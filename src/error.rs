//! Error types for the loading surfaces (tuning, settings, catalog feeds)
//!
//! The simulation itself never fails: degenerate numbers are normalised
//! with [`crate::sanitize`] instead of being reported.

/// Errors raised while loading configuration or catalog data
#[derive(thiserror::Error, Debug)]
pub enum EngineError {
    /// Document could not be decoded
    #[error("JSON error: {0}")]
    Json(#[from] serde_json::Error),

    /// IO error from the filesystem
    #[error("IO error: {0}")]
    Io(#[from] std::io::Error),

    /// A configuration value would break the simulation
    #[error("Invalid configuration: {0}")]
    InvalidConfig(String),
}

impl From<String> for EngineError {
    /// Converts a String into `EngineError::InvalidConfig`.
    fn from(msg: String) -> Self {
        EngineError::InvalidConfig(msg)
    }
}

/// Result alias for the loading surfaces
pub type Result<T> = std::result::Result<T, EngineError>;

=====

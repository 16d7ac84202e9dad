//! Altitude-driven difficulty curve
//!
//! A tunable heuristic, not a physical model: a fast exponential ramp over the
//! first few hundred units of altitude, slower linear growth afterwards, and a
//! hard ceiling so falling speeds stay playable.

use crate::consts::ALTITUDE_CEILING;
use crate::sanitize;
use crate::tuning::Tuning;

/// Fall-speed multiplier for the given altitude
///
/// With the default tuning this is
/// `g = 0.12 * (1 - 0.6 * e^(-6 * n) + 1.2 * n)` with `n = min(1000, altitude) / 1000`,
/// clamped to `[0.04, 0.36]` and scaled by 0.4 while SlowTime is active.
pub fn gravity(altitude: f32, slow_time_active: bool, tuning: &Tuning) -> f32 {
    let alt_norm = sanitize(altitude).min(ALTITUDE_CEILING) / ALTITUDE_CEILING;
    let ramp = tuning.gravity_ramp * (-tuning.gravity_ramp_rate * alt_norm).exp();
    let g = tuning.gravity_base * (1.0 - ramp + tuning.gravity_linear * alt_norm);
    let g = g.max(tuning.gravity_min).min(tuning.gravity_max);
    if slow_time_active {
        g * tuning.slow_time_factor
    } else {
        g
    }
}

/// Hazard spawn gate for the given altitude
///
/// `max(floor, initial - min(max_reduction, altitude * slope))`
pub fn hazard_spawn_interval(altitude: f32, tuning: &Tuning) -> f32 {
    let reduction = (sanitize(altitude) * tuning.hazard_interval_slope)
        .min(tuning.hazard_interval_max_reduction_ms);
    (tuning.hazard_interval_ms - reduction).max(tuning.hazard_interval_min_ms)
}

=====

| WHAT IS BEING ASKED |
Go through the listing above and write out exactly the lines starting with the one holding "alias for the loading surfaces" and running through the one holding "pub type Result<T>", ends included, and no others.

| ANSWER SPACE |
/// Result alias for the loading surfaces
pub type Result<T> = std::result::Result<T, EngineError>;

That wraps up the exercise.